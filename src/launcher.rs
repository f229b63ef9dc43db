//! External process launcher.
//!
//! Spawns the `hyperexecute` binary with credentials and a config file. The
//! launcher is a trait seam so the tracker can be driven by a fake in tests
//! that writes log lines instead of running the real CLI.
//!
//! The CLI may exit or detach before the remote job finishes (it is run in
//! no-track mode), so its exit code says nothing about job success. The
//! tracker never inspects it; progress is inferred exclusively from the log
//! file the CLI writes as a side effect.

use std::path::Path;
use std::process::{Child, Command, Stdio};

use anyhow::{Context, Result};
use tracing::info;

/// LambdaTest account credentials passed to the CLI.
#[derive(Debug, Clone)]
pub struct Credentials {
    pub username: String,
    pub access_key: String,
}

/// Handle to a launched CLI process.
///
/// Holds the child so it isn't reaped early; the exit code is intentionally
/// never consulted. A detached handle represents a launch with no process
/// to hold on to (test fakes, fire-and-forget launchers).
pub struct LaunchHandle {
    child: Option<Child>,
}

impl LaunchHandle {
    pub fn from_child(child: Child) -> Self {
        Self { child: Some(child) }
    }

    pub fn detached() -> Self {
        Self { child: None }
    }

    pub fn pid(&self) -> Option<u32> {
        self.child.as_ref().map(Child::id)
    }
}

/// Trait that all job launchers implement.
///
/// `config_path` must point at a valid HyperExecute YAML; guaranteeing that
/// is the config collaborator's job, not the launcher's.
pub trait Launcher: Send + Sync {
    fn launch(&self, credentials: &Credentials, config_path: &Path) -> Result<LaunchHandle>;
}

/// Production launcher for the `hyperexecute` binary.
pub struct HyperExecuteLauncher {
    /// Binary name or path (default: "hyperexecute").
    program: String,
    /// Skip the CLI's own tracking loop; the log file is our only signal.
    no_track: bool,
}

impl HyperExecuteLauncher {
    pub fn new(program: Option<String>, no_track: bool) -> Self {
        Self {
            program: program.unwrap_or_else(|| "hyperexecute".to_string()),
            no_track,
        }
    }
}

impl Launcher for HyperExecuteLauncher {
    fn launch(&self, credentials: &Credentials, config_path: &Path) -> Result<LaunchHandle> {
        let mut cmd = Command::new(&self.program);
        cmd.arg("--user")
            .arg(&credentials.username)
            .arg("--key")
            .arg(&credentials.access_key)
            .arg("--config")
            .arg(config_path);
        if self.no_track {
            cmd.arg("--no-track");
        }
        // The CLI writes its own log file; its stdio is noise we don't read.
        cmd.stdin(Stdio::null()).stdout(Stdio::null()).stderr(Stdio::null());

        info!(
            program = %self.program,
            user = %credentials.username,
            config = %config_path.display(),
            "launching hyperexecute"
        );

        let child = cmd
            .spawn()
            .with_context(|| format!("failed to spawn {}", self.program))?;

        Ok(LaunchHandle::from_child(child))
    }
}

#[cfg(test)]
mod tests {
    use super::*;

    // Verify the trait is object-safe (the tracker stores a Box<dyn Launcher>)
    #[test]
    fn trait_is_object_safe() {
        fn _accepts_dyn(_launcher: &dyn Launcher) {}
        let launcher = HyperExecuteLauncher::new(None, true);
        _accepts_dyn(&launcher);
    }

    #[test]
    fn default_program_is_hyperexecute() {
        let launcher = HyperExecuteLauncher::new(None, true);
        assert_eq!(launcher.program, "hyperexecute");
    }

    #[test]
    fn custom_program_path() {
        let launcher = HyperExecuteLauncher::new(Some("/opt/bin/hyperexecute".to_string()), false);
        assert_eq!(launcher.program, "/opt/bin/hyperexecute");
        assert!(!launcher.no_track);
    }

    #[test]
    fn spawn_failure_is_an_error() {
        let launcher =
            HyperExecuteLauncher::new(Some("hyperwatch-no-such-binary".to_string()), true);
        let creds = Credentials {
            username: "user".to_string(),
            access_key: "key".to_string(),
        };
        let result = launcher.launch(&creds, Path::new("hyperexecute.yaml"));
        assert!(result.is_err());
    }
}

• • • •

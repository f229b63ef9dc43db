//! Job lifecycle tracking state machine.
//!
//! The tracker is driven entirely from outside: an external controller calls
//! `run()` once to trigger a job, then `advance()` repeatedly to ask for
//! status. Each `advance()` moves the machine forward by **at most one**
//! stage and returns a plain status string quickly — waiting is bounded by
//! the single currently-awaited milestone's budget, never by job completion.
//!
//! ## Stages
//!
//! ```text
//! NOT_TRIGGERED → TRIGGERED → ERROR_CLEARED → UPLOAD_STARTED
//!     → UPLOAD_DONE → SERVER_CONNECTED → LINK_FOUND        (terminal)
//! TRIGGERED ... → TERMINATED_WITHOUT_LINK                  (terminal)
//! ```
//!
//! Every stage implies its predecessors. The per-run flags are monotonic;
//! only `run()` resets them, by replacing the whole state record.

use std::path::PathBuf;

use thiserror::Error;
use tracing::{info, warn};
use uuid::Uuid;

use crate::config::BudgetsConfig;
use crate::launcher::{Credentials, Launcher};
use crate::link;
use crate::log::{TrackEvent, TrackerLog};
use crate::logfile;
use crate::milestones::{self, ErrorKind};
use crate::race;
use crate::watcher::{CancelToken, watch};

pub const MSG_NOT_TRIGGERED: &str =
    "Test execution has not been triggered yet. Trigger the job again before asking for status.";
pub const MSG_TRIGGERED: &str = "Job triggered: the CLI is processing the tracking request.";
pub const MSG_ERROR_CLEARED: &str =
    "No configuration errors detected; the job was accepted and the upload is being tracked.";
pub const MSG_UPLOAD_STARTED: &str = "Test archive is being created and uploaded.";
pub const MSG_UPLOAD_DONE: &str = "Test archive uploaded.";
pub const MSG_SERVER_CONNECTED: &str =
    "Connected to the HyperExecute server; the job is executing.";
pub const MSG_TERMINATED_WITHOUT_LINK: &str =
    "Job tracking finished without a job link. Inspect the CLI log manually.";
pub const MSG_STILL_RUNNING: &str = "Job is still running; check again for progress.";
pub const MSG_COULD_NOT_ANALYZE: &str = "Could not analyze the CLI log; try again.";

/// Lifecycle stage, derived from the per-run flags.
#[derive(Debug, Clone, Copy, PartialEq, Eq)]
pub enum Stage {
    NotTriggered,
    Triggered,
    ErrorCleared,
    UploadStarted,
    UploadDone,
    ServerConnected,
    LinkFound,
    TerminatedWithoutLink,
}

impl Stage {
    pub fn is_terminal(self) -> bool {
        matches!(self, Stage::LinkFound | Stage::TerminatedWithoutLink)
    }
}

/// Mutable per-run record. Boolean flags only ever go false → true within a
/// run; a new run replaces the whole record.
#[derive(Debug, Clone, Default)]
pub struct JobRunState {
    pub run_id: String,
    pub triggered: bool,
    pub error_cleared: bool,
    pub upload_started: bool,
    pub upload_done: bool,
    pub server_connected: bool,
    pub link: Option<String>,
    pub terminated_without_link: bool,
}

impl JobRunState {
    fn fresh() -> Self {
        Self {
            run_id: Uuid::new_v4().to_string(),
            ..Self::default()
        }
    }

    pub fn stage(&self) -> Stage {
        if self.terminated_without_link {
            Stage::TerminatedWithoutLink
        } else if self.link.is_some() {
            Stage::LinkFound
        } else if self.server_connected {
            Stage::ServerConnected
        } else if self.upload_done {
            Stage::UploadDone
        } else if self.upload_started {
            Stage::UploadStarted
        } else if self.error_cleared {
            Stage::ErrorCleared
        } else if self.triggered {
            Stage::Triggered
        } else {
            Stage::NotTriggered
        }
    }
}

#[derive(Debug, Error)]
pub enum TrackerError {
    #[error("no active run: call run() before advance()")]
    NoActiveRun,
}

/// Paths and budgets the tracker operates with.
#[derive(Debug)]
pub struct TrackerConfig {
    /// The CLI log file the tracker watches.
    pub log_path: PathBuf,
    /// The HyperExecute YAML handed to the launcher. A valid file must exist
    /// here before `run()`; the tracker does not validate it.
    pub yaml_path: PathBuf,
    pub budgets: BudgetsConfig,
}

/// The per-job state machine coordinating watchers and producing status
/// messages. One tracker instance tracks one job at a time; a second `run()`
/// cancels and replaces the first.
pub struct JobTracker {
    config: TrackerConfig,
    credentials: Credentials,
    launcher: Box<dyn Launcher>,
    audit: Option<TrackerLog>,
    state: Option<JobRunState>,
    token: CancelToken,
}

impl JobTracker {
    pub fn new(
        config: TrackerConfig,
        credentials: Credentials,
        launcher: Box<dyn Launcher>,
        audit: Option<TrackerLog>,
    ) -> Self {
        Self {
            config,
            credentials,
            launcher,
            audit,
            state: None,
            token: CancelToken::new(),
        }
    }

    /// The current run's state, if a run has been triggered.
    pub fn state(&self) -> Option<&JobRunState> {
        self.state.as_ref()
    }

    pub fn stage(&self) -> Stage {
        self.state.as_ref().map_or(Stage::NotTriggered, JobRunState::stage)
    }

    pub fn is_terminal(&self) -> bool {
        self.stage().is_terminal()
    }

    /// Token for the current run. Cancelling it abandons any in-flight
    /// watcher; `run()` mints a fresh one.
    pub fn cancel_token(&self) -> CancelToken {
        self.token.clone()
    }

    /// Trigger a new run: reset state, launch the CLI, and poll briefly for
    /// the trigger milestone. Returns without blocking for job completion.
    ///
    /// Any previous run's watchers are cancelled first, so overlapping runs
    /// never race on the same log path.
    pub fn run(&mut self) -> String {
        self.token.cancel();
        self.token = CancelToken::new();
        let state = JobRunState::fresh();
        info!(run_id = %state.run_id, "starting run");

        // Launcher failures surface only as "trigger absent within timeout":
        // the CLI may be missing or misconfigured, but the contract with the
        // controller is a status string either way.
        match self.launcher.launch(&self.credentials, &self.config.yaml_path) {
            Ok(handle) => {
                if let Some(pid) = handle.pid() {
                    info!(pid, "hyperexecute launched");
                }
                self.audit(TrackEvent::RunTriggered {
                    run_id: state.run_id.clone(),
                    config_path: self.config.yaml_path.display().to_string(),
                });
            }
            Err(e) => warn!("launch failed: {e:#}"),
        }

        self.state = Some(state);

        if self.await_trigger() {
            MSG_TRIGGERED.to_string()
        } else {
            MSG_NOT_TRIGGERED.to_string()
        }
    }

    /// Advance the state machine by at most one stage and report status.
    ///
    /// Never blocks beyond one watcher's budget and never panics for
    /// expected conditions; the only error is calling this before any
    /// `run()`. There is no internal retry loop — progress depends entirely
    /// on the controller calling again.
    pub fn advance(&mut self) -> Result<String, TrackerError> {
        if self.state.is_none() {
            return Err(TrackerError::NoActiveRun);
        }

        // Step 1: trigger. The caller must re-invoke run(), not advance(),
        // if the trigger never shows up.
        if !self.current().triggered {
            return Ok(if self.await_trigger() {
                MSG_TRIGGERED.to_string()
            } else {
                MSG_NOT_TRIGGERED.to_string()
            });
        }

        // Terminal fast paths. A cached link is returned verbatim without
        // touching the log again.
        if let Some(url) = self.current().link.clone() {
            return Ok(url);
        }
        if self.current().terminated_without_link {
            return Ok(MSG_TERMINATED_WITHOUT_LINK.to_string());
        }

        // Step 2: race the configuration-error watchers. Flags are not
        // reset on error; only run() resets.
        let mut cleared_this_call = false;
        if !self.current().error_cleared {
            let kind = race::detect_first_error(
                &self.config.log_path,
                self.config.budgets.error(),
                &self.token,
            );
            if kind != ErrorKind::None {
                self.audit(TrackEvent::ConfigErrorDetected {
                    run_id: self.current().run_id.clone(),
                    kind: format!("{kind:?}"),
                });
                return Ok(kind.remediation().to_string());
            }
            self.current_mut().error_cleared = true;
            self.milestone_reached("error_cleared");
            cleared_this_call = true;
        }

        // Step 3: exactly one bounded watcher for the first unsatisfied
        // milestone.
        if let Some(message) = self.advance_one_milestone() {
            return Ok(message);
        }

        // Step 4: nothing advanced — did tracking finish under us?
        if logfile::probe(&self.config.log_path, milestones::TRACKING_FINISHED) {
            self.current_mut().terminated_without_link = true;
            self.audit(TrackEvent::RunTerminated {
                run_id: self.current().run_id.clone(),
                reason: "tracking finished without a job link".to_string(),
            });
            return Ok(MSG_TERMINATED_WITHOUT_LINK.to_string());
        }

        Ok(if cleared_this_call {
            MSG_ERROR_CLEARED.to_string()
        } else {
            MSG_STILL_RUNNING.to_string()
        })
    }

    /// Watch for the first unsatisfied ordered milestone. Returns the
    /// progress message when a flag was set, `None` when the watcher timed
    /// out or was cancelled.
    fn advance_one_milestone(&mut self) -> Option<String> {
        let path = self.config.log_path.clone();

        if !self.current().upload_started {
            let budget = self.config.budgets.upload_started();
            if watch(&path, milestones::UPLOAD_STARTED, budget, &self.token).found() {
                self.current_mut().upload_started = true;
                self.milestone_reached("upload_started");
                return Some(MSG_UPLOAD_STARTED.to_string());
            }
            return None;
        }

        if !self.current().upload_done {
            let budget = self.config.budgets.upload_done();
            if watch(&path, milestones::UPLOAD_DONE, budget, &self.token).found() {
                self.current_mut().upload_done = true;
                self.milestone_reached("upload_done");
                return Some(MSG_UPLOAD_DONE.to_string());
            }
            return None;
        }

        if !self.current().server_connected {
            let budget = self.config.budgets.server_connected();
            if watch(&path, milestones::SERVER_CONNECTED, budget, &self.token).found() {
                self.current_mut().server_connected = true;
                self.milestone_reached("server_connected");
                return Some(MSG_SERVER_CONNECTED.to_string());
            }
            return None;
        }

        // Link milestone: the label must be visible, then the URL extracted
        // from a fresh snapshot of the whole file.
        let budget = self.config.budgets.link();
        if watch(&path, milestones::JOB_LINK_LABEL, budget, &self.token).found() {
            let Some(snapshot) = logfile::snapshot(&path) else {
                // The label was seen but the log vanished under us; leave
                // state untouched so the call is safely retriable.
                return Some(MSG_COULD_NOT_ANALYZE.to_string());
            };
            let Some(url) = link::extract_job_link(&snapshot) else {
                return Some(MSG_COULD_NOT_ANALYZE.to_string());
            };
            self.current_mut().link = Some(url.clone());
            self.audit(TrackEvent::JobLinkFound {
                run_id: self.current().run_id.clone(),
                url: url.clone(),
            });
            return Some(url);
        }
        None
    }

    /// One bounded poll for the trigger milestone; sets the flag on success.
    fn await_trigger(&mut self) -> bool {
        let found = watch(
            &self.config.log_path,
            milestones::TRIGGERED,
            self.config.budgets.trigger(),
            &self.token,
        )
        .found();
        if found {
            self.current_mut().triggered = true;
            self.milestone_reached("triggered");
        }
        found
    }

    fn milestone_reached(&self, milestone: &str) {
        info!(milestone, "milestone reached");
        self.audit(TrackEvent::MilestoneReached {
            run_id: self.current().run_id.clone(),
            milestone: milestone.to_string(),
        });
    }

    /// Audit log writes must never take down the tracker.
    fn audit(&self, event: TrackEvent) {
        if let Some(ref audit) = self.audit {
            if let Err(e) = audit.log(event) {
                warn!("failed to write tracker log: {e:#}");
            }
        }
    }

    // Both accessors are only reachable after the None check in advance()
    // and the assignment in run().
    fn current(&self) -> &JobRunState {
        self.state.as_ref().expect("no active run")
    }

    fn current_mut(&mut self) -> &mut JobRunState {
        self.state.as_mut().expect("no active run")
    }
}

• • • •

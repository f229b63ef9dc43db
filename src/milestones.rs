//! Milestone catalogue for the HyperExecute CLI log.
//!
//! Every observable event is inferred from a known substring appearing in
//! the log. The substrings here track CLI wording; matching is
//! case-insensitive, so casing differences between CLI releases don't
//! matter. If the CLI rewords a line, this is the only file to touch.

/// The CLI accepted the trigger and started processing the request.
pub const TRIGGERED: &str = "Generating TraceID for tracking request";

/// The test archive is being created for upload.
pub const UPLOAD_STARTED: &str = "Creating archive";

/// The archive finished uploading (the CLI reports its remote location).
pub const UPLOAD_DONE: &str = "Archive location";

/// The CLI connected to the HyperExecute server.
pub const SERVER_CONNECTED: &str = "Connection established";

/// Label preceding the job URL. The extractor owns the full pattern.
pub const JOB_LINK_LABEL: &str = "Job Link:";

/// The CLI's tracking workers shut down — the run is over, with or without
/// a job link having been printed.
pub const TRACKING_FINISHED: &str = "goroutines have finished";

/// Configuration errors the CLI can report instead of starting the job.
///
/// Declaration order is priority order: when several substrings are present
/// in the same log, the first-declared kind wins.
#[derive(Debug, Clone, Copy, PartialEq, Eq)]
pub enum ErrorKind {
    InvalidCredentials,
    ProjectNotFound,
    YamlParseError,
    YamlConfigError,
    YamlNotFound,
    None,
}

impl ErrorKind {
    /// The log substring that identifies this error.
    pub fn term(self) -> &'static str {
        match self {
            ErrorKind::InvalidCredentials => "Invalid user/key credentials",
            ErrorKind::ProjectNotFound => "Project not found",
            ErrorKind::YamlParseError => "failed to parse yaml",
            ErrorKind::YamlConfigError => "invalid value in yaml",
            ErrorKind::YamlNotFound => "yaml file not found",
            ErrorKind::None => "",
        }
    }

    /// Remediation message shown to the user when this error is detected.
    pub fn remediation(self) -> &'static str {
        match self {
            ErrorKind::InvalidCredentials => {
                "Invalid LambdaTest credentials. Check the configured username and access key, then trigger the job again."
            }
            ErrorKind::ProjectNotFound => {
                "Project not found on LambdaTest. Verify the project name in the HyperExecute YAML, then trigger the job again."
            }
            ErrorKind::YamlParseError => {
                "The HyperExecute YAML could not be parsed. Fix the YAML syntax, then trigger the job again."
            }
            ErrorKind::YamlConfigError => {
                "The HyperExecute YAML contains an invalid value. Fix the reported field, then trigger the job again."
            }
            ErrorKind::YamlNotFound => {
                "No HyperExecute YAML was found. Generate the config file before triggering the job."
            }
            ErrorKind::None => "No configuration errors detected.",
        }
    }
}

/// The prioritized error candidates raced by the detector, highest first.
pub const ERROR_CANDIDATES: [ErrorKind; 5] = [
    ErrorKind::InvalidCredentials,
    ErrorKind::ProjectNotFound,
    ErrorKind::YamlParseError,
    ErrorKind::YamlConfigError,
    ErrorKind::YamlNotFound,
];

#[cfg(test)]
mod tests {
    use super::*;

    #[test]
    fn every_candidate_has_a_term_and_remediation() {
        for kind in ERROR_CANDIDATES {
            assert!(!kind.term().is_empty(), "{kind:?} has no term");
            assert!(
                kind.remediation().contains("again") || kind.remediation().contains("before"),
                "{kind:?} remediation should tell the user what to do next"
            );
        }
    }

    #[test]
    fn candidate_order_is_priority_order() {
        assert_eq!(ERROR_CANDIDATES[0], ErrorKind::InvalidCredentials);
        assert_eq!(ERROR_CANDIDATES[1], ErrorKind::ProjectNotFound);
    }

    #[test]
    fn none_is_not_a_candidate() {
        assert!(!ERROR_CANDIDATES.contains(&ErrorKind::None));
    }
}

• • • •

Task requirements -
Take every line above that includes the string "YamlConfigError" and return it.

Output of the task -
    YamlConfigError,
            ErrorKind::YamlConfigError => "invalid value in yaml",
            ErrorKind::YamlConfigError => {
    ErrorKind::YamlConfigError,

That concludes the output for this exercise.